Still, to humor me, she reduces the dose. Terence begins to fidget, to pick at the bedclothes. His face, previously peaceful, contorts in some unseen discomfort. Yet he does not awaken. Okay, I say, put it back. Jennifer’s records show that I “verbalized understanding.”

Verbalized, yes.

Understanding?

Still not quite.

And so here it is at last, just as I now realize I had imagined it all along.

Sun streams through the window. His old black cassette recorder is by the bed. The South Frisco band is playing. The jaunty two-beat music that once filled our house is now filling the hospital room.

And here I am beside the bed, reading to him just as I imagined. What is missing from this scene as I once fantasized it?

Terence.

It’s not Wordsworth I am reading. Not “The Ruined Abbey.” Not “Howl.” No. It is his friends’ good-byes that I am reading. And mine. Together, Terence and I have pushed the bell curve as far as we are able. We have skated so close to the thin ice of probabilities that, in the end, we have crashed through. I am still here to say good-bye to him. He is no longer able to say good-bye to me.

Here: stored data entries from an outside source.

//! Host inputs to a session.
//!
//! Each variant is one thing the host can report: a button press, a
//! picked answer, or a second elapsing. The orchestrator consumes them
//! in [`handle`](super::SessionOrchestrator::handle) and ignores any
//! that are invalid for the current screen, so a laggy host replaying
//! an old tap cannot corrupt a session.

use serde::{Deserialize, Serialize};

use crate::bonus::BonusChoiceKind;
use crate::core::{Character, GameSettings};
use crate::question::AnswerKey;

/// One team's choices on the team selection screen.
///
/// Unset fields fall back to defaults: "Team A"/"Team B" for the name,
/// the first two roster characters for the mascots.
#[derive(Clone, Debug, Default, PartialEq, Eq, Serialize, Deserialize)]
pub struct TeamSetup {
    pub name: Option<String>,
    pub character: Option<Character>,
}

impl TeamSetup {
    /// Setup with a name and the default mascot.
    #[must_use]
    pub fn named(name: impl Into<String>) -> Self {
        Self {
            name: Some(name.into()),
            character: None,
        }
    }
}

/// Everything the host can tell a running session.
#[derive(Clone, Debug, PartialEq, Serialize, Deserialize)]
#[serde(rename_all = "snake_case")]
pub enum SessionInput {
    /// The current advertisement slide finished.
    AdFinished,
    /// Start button on the main menu.
    StartPressed,
    /// Both teams named and mascots picked.
    TeamsConfirmed { team_a: TeamSetup, team_b: TeamSetup },
    /// Match settings confirmed. Questions load after this.
    SettingsConfirmed(GameSettings),
    /// Acting team is ready; show the question and start the clock.
    RevealQuestion,
    /// One second elapsed on the question clock.
    TimerTick { question_index: u32 },
    /// The acting team picked an answer.
    AnswerSelected(AnswerKey),
    /// Self-judged verdict for a classic (open-ended) question.
    SelfReport { correct: bool },
    /// Leave the resolved question for the ladder view.
    ContinueToLadder,
    /// Leave the ladder view for whatever comes next.
    ContinueFromLadder,
    /// The team opened the surprise box and picked an effect.
    BonusChoiceSelected(BonusChoiceKind),
    /// Play-again button on the results screen.
    PlayAgainPressed,
}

Still, I press on. Surely the Terence I know is big enough, and fierce enough and robust enough—surely there is some of that Terence somewhere inside this sleeping man. I email his friends around the world and read their responses to him. Layers of his life unfold before me as I fill the room with their voices. Cousin
Margo says good-bye, I say. My mind calls up the 1950s snapshot of Margo, her two brothers, and Terence on the cement steps of her parents’ bungalow. She is like a little sister to him. Good-bye, says Margo. Good-bye from all of us, from Cousin Glenn and from Miles and Jane. Uncle Fred, the eldest of Terence’s half brothers, floats in the room speaking for the other three boys, the family lost and found. Good-bye Terence, good-bye from your brothers. Aunt Rita, the half sister so nearly his own age, speaks through me: I wish we had known you better, Terence, she says. Good-bye. Good-bye. The hours roll on. The sun moves past and shadows fill the room. One by one his friends check in. One by one, I use words to welcome in images of the friends of his lifetime.

“It’s Spider,” I say to Terence, Steve Stryder, his high school buddy. Spider is saying good-bye. Good-bye to high school. And trumpet. And long beer-filled evenings. Good-bye Woody Boyd, Pat Blackwell, and the Philippines. Pat sends snapshots of their long-ago sailor selves. Once again in the shadows I spin in this hospital room, Terence and Woody and Patrick goof around. They pick up girls. They fight the last war—and the next—in their heads as they sit on a curb by the sea.